Shoe Lady

E V Crowe
The Royal Court / Reduced Listening / Lockdown Theatre Festival
BBC Radio 3 and BBC Sounds

Shoe Lady Credit: Manuel Harlan
Shoe Lady Credit: Tristram Kenton
Shoe Lady Credit: Manuel Harlan

Not sure I can claim to be an avid radio fan. While I listen regularly to Radio 4, I tend to use it as background while doing chores. Whenever I really try and concentrate on a radio show, I end up shutting my eyes and unintentionally dozing off. Still, I’m not going to miss the Lockdown Theatre Festival which offers the chance to catch stage plays that were shut down by the crisis before completing (or in one case starting) their run. The original casts have been recorded individually at home and merged together by the wonders of technology.

E V Crowe’s Shoe Lady is a bitter analysis of present-day working life where staff are afraid taking annual leave could be interpreted as disloyalty and find whatever aspects of their personal life they sacrifice is not considered enough by rapacious employers. When written, the play was aimed at the professional class who have no money but, to keep up appearances, shop at Waitrose.
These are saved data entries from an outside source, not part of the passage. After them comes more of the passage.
#[cfg(test)]
mod tests {
    use super::*;

    fn doc(lines: &[&str]) -> LineDocument {
        LineDocument::from_lines(lines.iter().copied())
    }

    #[test]
    fn test_get_out_of_range() {
        let document = doc(&["a", "b"]);
        assert_eq!(document.get(1), "b");
        assert_eq!(document.get(2), "");
        assert_eq!(LineDocument::new().first(), "");
        assert_eq!(LineDocument::new().last(), "");
    }

    #[test]
    fn test_first_and_last() {
        let document = doc(&["a", "b", "c"]);
        assert_eq!(document.first(), "a");
        assert_eq!(document.last(), "c");
    }

    #[test]
    fn test_get_range_clamps() {
        let document = doc(&["a", "b", "c", "d"]);
        assert_eq!(document.get_range(1, 2), ["b", "c"]);
        assert_eq!(document.get_range(2, 1), ["b", "c"]);
        assert_eq!(document.get_range(2, 99), ["c", "d"]);
        assert!(document.get_range(4, 9).is_empty());
    }

    #[test]
    fn test_set_and_edit_in_place() {
        let mut document = doc(&["mid"]);
        document.set(0, "middle");
        document.append_to(0, "!");
        document.prepend_to(0, "> ");
        document.set(5, "ignored");
        document.append_to(5, "ignored");
        document.prepend_to(5, "ignored");
        assert_eq!(document.lines(), ["> middle!"]);
    }

    #[test]
    fn test_append_and_prepend() {
        let mut document = LineDocument::new();
        document.append("b");
        document.prepend("a");
        document.append("c");
        assert_eq!(document.lines(), ["a", "b", "c"]);
    }

    #[test]
    fn test_insert_before_requires_existing_index() {
        let mut document = doc(&["a", "c"]);
        document.insert_before(1, "b");
        assert_eq!(document.lines(), ["a", "b", "c"]);

        document.insert_before(3, "d");
        assert_eq!(document.len(), 3);

        let mut empty = LineDocument::new();
        empty.insert_before(0, "x");
        assert!(empty.is_empty());
    }

    #[test]
    fn test_remove_at_and_remove_if() {
        let mut document = doc(&["a", "b", "c"]);
        document.remove_at(7);
        document.remove_at(0);
        assert_eq!(document.lines(), ["b", "c"]);

        document.remove_if(0, |line| line == "c");
        assert_eq!(document.lines(), ["b", "c"]);
        document.remove_if(1, |line| line == "c");
        assert_eq!(document.lines(), ["b"]);
    }

    #[test]
    fn test_remove_range() {
        let mut document = doc(&["a", "b", "c", "d"]);
        document.remove_range(3, 1);
        assert_eq!(document.lines(), ["a"]);
        document.remove_range(1, 5);
        assert_eq!(document.lines(), ["a"]);
    }

    #[test]
    fn test_remove_range_if_middle() {
        let mut document = doc(&["a", "b", "c"]);
        let removed = document.remove_range_if(0, 2, |line| line == "b");
        assert_eq!(removed, 1);
        assert_eq!(document.lines(), ["a", "c"]);
    }

    #[test]
    fn test_remove_range_if_consecutive_matches() {
        let mut document = doc(&["x", "x", "y", "x", "z"]);
        let removed = document.remove_range_if(0, 3, |line| line == "x");
        assert_eq!(removed, 3);
        assert_eq!(document.lines(), ["y", "z"]);
    }

    #[test]
    fn test_remove_range_if_stays_inside_range() {
        let mut document = doc(&["x", "x", "x", "x"]);
        document.remove_range_if(1, 2, |line| line == "x");
        assert_eq!(document.lines(), ["x", "x"]);
    }

    #[test]
    fn test_remove_range_if_at_zero_does_not_underflow() {
        let mut document = doc(&["x", "x"]);
        let removed = document.remove_range_if(0, 0, |_| true);
        assert_eq!(removed, 1);
        assert_eq!(document.lines(), ["x"]);
    }

    #[test]
    fn test_clear_if() {
        let mut document = doc(&["keep", "", "keep", ""]);
        assert_eq!(document.clear_if(str::is_empty), 2);
        assert_eq!(document.lines(), ["keep", "keep"]);

        let mut empty = LineDocument::new();
        assert_eq!(empty.clear_if(|_| true), 0);
    }

    #[test]
    fn test_transforms() {
        let mut document = doc(&["a", "b", "c", "d"]);
        document.transform_at(0, str::to_uppercase);
        document.transform_range(3, 2, |line| format!("{line}{line}"));
        document.transform_at(9, |_| unreachable!());
        assert_eq!(document.lines(), ["A", "b", "cc", "dd"]);

        document.transform_all(|line| format!("[{line}]"));
        assert_eq!(document.lines(), ["[A]", "[b]", "[cc]", "[dd]"]);
    }

    #[test]
    fn test_transform_with_captured_argument() {
        let suffix = String::from(";");
        let mut document = doc(&["x", "y"]);
        document.transform_all(|line| format!("{line}{suffix}"));
        assert_eq!(document.lines(), ["x;", "y;"]);
    }

    #[test]
    fn test_merge_variants() {
        let mut document = doc(&["m", "n"]);
        document.merge_prepend(["a", "b"]);
        document.merge_append(vec!["y".to_string(), "z".to_string()]);
        document.merge_insert(2, ["c", "d"]);
        assert_eq!(document.lines(), ["a", "b", "c", "d", "m", "n", "y", "z"]);

        document.merge_insert(8, ["never"]);
        assert_eq!(document.len(), 8);
    }

    #[test]
    fn test_merge_from_other_document() {
        let source = doc(&["1", "2"]);
        let mut target = doc(&["0"]);
        target.merge_append(&source);
        assert_eq!(target.lines(), ["0", "1", "2"]);
    }

    #[test]
    fn test_find_and_rfind() {
        let document = doc(&["alpha", "beta", "alphabet"]);
        assert_eq!(document.find("alpha"), Some(0));
        assert_eq!(document.rfind("alpha"), Some(2));
        assert_eq!(document.find("gamma"), None);
    }

    #[test]
    fn test_line_len() {
        let document = doc(&["four", ""]);
        assert_eq!(document.line_len(0), 4);
        assert_eq!(document.line_len(1), 0);
        assert_eq!(document.line_len(2), 0);
    }

    #[test]
    fn test_equality_covers_path_and_policy() {
        let a = doc(&["x"]);
        let mut b = doc(&["x"]);
        assert_eq!(a, b);

        b.set_policy(ClosingPolicy::Append);
        assert_ne!(a, b);
        b.set_policy(ClosingPolicy::Discard);

        b.set_path("other.txt");
        assert_ne!(a, b);
    }

    #[test]
    fn test_set_empty_path_unbinds() {
        let mut document = LineDocument::new();
        document.set_path("a.txt");
        assert_eq!(document.path(), Some(Path::new("a.txt")));
        document.set_path("");
        assert_eq!(document.path(), None);
    }

    #[test]
    fn test_display_and_write_to() {
        let document = doc(&["a", "b"]);
        assert_eq!(document.to_string(), "a\nb\n");

        let mut buffer = Vec::new();
        document.write_to(&mut buffer).unwrap();
        assert_eq!(buffer, b"a\nb\n");
    }

    #[test]
    fn test_index() {
        let document = doc(&["a", "b"]);
        assert_eq!(&document[1], "b");
    }

    #[test]
    fn test_reload_without_path() {
        let mut document = LineDocument::new();
        assert!(matches!(
            document.reload(),
            Err(FileWrapError::NoPath { .. })
        ));
        assert!(matches!(document.save(), Err(FileWrapError::NoPath { .. })));
    }

    #[test]
    fn test_close_discard() {
        let document = doc(&["a"]);
        assert_eq!(document.close(), CloseOutcome::Discarded);
    }
}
However, the radio adaptation shows the play has unexpected relevance for workers in lockdown. The gnawing fear of redundancy will resonate with anyone furloughed and wondering if they will still have a job when the crisis is over. A harassed working mother mourns the loss of vanity and luxuries such as daily showers while home workers might find the absence of colleagues means they simply lose interest in such trivia.
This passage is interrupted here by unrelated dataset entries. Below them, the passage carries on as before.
//! What a container does with its contents when it is closed.

use std::fmt;
use std::path::{Path, PathBuf};
use std::str::FromStr;

use serde::{Deserialize, Serialize};

use crate::error::FileWrapError;
use crate::io::{self, WriteMode};

/// Action taken against a container's associated path when it is closed.
#[derive(Debug, Clone, Copy, Default, PartialEq, Eq, Hash, Serialize, Deserialize)]
#[serde(rename_all = "lowercase")]
pub enum ClosingPolicy {
    /// Drop the contents without touching storage.
    #[default]
    Discard,
    /// Overwrite the associated path with the current contents.
    Flush,
    /// Add the current contents after whatever the path already holds.
    Append,
}

impl ClosingPolicy {
    /// All policies, in declaration order.
    pub const ALL: [ClosingPolicy; 3] = [Self::Discard, Self::Flush, Self::Append];

    pub fn as_str(self) -> &'static str {
        match self {
            Self::Discard => "discard",
            Self::Flush => "flush",
            Self::Append => "append",
        }
    }

    /// The write this policy performs on close, if any.
    pub fn write_mode(self) -> Option<WriteMode> {
        match self {
            Self::Discard => None,
            Self::Flush => Some(WriteMode::Overwrite),
            Self::Append => Some(WriteMode::Append),
        }
    }
}

impl fmt::Display for ClosingPolicy {
    fn fmt(&self, f: &mut fmt::Formatter<'_>) -> fmt::Result {
        f.write_str(self.as_str())
    }
}

impl FromStr for ClosingPolicy {
    type Err = FileWrapError;

    /// Accepts the policy names case-insensitively, plus the older
    /// `none`/`output` names and their numeric codes `0`/`1`/`2`.
    fn from_str(s: &str) -> Result<Self, Self::Err> {
        match s.trim().to_ascii_lowercase().as_str() {
            "discard" | "none" | "0" => Ok(Self::Discard),
            "flush" | "output" | "1" => Ok(Self::Flush),
            "append" | "2" => Ok(Self::Append),
            _ => Err(FileWrapError::UnknownPolicy {
                value: s.to_string(),
            }),
        }
    }
}

/// Result of closing a container.
///
/// Closing never fails; storage problems are reported here instead.
#[derive(Debug, Clone, PartialEq, Eq)]
pub enum CloseOutcome {
    /// The policy was `Discard`; nothing was written.
    Discarded,
    /// The contents were written.
    Written {
        path: PathBuf,
        mode: WriteMode,
        lines: usize,
    },
    /// The policy asked for a write but no path was associated.
    NoPath { mode: WriteMode },
    /// The write was attempted and failed.
    Failed {
        path: PathBuf,
        mode: WriteMode,
        reason: String,
    },
}

impl CloseOutcome {
    pub fn is_written(&self) -> bool {
        matches!(self, Self::Written { .. })
    }

    pub fn is_failed(&self) -> bool {
        matches!(self, Self::Failed { .. })
    }
}

/// Apply `policy` to `lines` for a container bound to `path`.
pub(crate) fn close_with<I>(
    kind: &'static str,
    policy: ClosingPolicy,
    path: Option<&Path>,
    lines: I,
) -> CloseOutcome
where
    I: IntoIterator,
    I::Item: AsRef<str>,
{
    let Some(mode) = policy.write_mode() else {
        tracing::debug!(kind, "discarding contents on close");
        return CloseOutcome::Discarded;
    };

    let Some(path) = path else {
        tracing::warn!(kind, %policy, "no path associated on close, nothing written");
        return CloseOutcome::NoPath { mode };
    };

    match io::write_lines(path, lines, mode) {
        Ok(lines) => {
            tracing::debug!(kind, %policy, path = %path.display(), lines, "closed");
            CloseOutcome::Written {
                path: path.to_path_buf(),
                mode,
                lines,
            }
        }
        Err(error) => {
            tracing::warn!(kind, %policy, path = %path.display(), %error, "close failed");
            CloseOutcome::Failed {
                path: path.to_path_buf(),
                mode,
                reason: error.to_string(),
            }
        }
    }
}

#[cfg(test)]
mod tests {
    use super::*;
    use std::fs;
    use tempfile::tempdir;

    #[test]
    fn test_default_is_discard() {
        assert_eq!(ClosingPolicy::default(), ClosingPolicy::Discard);
    }

    #[test]
    fn test_display_round_trips_through_from_str() {
        for policy in ClosingPolicy::ALL {
            assert_eq!(policy.to_string().parse::<ClosingPolicy>().unwrap(), policy);
        }
    }

    #[test]
    fn test_from_str_aliases() {
        assert_eq!("NONE".parse::<ClosingPolicy>().unwrap(), ClosingPolicy::Discard);
        assert_eq!("0".parse::<ClosingPolicy>().unwrap(), ClosingPolicy::Discard);
        assert_eq!("Output".parse::<ClosingPolicy>().unwrap(), ClosingPolicy::Flush);
        assert_eq!("1".parse::<ClosingPolicy>().unwrap(), ClosingPolicy::Flush);
        assert_eq!(" append ".parse::<ClosingPolicy>().unwrap(), ClosingPolicy::Append);
        assert_eq!("2".parse::<ClosingPolicy>().unwrap(), ClosingPolicy::Append);
    }

    #[test]
    fn test_from_str_unknown() {
        let result = "sometimes".parse::<ClosingPolicy>();
        assert!(matches!(result, Err(FileWrapError::UnknownPolicy { .. })));
    }

    #[test]
    fn test_serde_lowercase() {
        let json = serde_json::to_string(&ClosingPolicy::Flush).unwrap();
        assert_eq!(json, "\"flush\"");
        let policy: ClosingPolicy = serde_json::from_str("\"append\"").unwrap();
        assert_eq!(policy, ClosingPolicy::Append);
    }

    #[test]
    fn test_write_mode() {
        assert_eq!(ClosingPolicy::Discard.write_mode(), None);
        assert_eq!(ClosingPolicy::Flush.write_mode(), Some(WriteMode::Overwrite));
        assert_eq!(ClosingPolicy::Append.write_mode(), Some(WriteMode::Append));
    }

    #[test]
    fn test_close_discard_writes_nothing() {
        let dir = tempdir().unwrap();
        let path = dir.path().join("out.txt");

        let outcome = close_with("test", ClosingPolicy::Discard, Some(path.as_path()), ["a"]);

        assert_eq!(outcome, CloseOutcome::Discarded);
        assert!(!path.exists());
    }

    #[test]
    fn test_close_without_path() {
        let outcome = close_with("test", ClosingPolicy::Flush, None, ["a"]);
        assert_eq!(
            outcome,
            CloseOutcome::NoPath {
                mode: WriteMode::Overwrite
            }
        );
    }

    #[test]
    fn test_close_flush_writes() {
        let dir = tempdir().unwrap();
        let path = dir.path().join("out.txt");

        let outcome = close_with("test", ClosingPolicy::Flush, Some(path.as_path()), ["a", "b"]);

        assert!(outcome.is_written());
        assert_eq!(fs::read_to_string(&path).unwrap(), "a\nb\n");
    }

    #[test]
    fn test_close_failure_is_reported() {
        let dir = tempdir().unwrap();
        let path = dir.path().join("missing").join("out.txt");

        let outcome = close_with("test", ClosingPolicy::Append, Some(path.as_path()), ["a"]);

        assert!(outcome.is_failed());
    }
}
The daily pressures of working life are so intense for Viv (Katherine Parkinson), what ought to be a minor inconvenience becomes a major obstacle. The loss of a shoe sends Viv on a desperate quest to recover / replace the lost footwear and perhaps comprehend how her life became so focused on work, such a trivial event can be so significant and to consider if simply giving up would be preferable.

Adapting Shoe Lady to radio raises challenges as photographs indicate it was a full stage production with a cast, props, physical movement and interaction between the characters. A working treadmill, one imagines, served as a visual metaphor for the relentless nature of modern working life.
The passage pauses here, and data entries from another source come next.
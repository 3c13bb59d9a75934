//! Aggregates over a span of jagged rows.
//!
//! Every aggregate treats the span as one flat population of entries, so a
//! span's mean divides by its total entry count rather than its row count.
//! An empty span yields 0 for every aggregate.

use crate::table::Row;

/// Number of entries across `rows`.
pub fn count(rows: &[Row]) -> usize {
    rows.iter().map(Vec::len).sum()
}

pub fn sum(rows: &[Row]) -> f64 {
    entries(rows).sum()
}

pub fn mean(rows: &[Row]) -> f64 {
    match count(rows) {
        0 => 0.0,
        n => sum(rows) / n as f64,
    }
}

/// Population variance around the span's mean.
pub fn variance(rows: &[Row]) -> f64 {
    let n = count(rows);
    if n == 0 {
        return 0.0;
    }
    let mean = sum(rows) / n as f64;
    entries(rows).map(|x| (x - mean).powi(2)).sum::<f64>() / n as f64
}

pub fn std_dev(rows: &[Row]) -> f64 {
    variance(rows).sqrt()
}

fn entries(rows: &[Row]) -> impl Iterator<Item = f64> + '_ {
    rows.iter().flatten().copied()
}

#[cfg(test)]
mod tests {
    use super::*;

    fn close_to(a: f64, b: f64) -> bool {
        (a - b).abs() < 1e-9
    }

    #[test]
    fn test_empty_span_is_zero() {
        let rows: Vec<Row> = vec![];
        assert_eq!(count(&rows), 0);
        assert_eq!(sum(&rows), 0.0);
        assert_eq!(mean(&rows), 0.0);
        assert_eq!(variance(&rows), 0.0);
        assert_eq!(std_dev(&rows), 0.0);
    }

    #[test]
    fn test_empty_rows_are_zero() {
        let rows = vec![vec![], vec![]];
        assert_eq!(mean(&rows), 0.0);
        assert_eq!(variance(&rows), 0.0);
        assert!(!std_dev(&rows).is_nan());
    }

    #[test]
    fn test_mean_weights_by_entry_count() {
        let rows = vec![vec![1.0, 2.0, 3.0], vec![4.0, 5.0]];
        assert_eq!(count(&rows), 5);
        assert!(close_to(sum(&rows), 15.0));
        assert!(close_to(mean(&rows), 3.0));
    }

    #[test]
    fn test_variance_uses_span_mean() {
        // Per-row means are 1.5 and 10, span mean is 5.75.
        let rows = vec![vec![1.0, 2.0], vec![10.0, 10.0]];
        let expected = [1.0, 2.0, 10.0, 10.0]
            .iter()
            .map(|x: &f64| (x - 5.75).powi(2))
            .sum::<f64>()
            / 4.0;
        assert!(close_to(variance(&rows), expected));
        assert!(close_to(std_dev(&rows), expected.sqrt()));
    }

    #[test]
    fn test_single_row_variance() {
        let rows = vec![vec![2.0, 4.0, 4.0, 4.0, 5.0, 5.0, 7.0, 9.0]];
        assert!(close_to(variance(&rows), 4.0));
        assert!(close_to(std_dev(&rows), 2.0));
    }

    #[test]
    fn test_constant_row_has_zero_spread() {
        let rows = vec![vec![3.0, 3.0, 3.0]];
        assert_eq!(variance(&rows), 0.0);
        assert_eq!(std_dev(&rows), 0.0);
    }
}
However, the use of a narrative voiceover helps set the scenes for the listener and, in any case, there is the feeling the play is close to a monologue. Viv is a J G Ballard type character—an ordinary person who finds the features of everyday life have become alien and even hostile. There is the strong possibility the other characters are aspects of her inner turmoil. A homeless person represents the perils of refusing to conform to the norms of working life but also raises the possibility embracing chaos and stepping outside the system might not be that bad.

Katherine Parkinson makes Viv very much a protagonist for the lockdown era. Constantly perky and striving to be seen doing the right thing but inwardly despairing of her circumstances and coming close to giving up.

The radio transmission of Shoe Lady has not only preserved the play but given it a new relevance for the unprecedented circumstances which we are all enduring.